▸ Data for the task:
BEGIN

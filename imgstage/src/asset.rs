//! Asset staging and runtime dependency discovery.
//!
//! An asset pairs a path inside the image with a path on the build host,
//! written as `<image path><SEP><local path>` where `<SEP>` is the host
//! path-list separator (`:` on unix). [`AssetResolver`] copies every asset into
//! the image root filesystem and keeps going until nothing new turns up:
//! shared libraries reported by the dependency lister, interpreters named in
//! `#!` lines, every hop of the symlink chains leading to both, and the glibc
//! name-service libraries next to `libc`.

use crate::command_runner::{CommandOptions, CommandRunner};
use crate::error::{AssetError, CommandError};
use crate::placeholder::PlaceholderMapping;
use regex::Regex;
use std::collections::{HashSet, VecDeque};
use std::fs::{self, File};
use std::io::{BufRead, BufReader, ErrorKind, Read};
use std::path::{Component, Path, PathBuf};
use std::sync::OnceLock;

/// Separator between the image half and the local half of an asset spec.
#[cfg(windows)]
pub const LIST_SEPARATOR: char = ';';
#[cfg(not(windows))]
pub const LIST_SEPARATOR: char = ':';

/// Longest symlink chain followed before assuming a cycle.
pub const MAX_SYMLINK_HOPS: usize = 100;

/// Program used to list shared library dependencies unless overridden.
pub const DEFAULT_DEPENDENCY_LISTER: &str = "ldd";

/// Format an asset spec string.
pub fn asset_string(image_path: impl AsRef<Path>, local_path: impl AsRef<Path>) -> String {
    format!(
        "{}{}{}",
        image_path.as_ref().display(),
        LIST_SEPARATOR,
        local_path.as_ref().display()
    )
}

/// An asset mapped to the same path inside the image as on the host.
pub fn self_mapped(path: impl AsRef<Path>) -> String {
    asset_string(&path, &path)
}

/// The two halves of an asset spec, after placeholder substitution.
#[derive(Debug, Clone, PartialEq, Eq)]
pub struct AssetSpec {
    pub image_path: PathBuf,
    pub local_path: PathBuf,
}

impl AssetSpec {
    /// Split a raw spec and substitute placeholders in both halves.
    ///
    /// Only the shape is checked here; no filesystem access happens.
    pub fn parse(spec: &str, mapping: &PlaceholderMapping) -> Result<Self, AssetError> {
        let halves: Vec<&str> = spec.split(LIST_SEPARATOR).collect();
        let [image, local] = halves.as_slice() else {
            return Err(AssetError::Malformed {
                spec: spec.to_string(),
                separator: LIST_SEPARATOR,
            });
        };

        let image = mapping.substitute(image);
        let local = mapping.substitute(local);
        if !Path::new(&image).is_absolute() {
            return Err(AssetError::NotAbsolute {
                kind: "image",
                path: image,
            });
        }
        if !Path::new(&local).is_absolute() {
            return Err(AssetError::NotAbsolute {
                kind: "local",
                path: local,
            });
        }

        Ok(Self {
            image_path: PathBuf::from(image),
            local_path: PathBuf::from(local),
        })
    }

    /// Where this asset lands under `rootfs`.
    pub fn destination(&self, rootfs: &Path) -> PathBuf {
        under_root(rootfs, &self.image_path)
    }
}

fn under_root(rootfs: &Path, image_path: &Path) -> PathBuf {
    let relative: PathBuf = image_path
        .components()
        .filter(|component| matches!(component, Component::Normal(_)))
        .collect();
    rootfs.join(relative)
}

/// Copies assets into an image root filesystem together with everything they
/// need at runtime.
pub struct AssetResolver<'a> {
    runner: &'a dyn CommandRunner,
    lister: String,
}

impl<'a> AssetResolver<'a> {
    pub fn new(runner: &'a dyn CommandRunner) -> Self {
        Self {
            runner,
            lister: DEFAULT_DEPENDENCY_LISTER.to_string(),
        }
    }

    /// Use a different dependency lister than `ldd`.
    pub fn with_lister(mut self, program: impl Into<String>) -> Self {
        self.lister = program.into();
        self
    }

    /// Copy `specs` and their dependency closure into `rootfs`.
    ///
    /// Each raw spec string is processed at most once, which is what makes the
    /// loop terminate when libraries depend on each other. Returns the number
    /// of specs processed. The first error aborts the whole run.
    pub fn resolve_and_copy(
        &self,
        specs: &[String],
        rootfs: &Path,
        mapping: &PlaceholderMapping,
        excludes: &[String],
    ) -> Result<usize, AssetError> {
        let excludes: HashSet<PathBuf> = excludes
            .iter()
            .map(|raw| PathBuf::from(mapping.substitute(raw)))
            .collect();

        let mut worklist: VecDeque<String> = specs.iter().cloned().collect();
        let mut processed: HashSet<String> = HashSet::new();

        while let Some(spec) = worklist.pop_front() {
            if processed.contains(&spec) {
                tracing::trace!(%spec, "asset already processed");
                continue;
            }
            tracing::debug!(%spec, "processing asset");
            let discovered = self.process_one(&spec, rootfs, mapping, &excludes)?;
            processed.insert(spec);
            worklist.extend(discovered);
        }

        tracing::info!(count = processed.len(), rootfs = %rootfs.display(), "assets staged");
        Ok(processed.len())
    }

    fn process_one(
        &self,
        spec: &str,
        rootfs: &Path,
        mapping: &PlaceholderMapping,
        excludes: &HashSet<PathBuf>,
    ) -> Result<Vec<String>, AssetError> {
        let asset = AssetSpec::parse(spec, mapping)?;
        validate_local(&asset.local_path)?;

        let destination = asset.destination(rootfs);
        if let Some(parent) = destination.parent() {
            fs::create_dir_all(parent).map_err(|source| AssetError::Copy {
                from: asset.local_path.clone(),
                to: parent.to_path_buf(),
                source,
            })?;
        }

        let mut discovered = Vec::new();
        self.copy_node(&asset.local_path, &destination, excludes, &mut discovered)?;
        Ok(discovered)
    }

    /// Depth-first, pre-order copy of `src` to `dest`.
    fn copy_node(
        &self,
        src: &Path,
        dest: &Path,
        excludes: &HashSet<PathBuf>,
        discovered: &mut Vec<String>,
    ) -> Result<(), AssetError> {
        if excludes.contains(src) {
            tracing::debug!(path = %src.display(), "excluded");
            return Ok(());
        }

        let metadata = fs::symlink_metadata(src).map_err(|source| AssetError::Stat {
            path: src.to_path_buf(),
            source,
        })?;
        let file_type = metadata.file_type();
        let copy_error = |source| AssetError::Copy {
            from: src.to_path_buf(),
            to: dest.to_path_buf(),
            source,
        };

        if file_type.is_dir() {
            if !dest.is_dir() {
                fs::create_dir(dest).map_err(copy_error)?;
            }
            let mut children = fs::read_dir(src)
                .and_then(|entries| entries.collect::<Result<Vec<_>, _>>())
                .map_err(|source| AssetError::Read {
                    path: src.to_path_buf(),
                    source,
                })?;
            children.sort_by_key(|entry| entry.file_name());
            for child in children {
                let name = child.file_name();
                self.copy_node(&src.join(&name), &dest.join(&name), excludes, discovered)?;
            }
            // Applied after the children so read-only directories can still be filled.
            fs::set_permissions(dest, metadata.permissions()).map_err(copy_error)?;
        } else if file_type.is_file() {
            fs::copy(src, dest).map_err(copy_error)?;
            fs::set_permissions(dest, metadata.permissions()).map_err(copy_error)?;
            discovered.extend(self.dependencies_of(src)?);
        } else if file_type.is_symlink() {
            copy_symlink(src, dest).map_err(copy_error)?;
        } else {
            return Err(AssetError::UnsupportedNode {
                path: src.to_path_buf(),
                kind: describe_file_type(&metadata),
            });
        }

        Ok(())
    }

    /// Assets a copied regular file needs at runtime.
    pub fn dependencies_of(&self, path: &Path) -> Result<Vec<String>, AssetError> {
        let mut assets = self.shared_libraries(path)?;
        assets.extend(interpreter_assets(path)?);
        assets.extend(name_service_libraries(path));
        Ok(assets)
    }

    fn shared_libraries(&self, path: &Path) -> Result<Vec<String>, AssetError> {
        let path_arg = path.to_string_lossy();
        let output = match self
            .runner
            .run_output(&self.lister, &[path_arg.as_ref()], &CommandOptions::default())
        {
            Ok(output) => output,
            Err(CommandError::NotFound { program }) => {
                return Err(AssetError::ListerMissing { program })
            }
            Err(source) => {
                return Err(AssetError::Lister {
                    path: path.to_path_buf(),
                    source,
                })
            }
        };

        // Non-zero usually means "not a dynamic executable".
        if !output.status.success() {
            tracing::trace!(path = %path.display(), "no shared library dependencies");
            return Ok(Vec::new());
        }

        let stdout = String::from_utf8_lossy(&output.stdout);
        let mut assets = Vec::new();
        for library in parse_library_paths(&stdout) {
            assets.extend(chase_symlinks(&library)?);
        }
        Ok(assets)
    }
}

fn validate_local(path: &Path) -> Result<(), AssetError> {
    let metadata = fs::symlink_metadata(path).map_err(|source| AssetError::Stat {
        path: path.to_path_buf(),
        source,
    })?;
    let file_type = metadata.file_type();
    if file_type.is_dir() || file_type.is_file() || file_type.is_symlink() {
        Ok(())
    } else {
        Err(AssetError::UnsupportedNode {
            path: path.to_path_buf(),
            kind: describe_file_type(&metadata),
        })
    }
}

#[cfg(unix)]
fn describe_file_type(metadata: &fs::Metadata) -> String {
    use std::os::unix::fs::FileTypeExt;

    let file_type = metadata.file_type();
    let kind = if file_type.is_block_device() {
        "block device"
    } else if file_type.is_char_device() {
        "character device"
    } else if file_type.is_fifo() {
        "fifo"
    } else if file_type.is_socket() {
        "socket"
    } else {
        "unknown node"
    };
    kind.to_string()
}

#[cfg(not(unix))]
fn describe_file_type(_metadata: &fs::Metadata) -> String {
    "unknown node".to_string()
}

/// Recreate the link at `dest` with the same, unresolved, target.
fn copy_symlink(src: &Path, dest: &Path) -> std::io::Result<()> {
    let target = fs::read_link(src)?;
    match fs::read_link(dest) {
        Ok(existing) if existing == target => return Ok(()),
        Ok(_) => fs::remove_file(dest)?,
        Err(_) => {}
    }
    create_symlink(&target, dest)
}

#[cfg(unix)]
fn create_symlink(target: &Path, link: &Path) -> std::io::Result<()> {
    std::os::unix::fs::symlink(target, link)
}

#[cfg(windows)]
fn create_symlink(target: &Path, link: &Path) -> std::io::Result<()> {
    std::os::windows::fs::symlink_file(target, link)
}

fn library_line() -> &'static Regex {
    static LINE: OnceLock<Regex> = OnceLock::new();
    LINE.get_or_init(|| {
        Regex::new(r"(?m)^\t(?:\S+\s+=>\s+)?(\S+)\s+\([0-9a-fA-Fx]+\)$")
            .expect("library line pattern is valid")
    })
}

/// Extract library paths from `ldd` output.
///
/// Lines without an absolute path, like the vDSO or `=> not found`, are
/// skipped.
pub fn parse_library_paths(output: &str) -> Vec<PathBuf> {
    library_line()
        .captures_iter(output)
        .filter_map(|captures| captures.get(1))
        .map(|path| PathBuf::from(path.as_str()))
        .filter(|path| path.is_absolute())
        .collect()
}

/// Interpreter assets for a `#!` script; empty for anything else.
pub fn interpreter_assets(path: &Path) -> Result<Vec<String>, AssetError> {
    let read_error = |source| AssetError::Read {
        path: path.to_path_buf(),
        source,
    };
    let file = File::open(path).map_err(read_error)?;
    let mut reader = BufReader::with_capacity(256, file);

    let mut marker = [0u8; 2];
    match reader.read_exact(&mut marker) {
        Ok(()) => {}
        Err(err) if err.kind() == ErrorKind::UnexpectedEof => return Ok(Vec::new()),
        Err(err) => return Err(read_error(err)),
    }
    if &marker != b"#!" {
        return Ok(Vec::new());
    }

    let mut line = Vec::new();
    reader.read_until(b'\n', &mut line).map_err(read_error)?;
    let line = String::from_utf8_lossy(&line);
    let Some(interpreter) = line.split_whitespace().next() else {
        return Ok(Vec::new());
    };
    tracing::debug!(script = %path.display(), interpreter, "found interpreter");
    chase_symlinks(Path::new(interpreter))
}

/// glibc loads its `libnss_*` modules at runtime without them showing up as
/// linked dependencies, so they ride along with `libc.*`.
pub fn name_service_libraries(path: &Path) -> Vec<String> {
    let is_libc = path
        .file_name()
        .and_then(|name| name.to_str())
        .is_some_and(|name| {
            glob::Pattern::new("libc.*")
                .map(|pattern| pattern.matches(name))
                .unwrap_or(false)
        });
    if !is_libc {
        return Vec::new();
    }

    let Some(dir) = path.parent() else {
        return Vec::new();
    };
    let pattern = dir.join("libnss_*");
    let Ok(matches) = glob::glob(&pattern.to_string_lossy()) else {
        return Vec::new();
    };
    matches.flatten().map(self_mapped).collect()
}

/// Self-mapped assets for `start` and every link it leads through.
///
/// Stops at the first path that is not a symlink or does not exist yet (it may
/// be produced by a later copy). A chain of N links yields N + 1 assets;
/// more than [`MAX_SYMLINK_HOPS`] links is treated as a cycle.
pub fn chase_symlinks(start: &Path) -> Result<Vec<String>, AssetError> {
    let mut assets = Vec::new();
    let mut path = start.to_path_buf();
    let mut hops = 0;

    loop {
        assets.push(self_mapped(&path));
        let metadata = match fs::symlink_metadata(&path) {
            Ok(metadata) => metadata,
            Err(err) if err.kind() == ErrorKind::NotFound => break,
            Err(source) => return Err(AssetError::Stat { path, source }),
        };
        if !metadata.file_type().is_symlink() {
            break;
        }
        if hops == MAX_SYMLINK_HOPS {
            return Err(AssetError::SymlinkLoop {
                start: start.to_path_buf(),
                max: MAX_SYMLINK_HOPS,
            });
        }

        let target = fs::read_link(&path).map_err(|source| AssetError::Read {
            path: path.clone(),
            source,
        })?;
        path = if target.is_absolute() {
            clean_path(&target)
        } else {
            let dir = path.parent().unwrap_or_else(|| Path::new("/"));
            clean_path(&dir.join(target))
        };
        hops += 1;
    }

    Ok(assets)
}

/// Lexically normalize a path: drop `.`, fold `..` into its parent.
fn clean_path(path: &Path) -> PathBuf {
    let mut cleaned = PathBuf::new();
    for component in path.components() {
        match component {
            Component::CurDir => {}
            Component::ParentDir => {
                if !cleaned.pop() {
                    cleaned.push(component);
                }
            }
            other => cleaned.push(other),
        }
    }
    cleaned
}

END

What number of lines in the data above include the string "after"? Answer with that number only.

▸ Response area: 2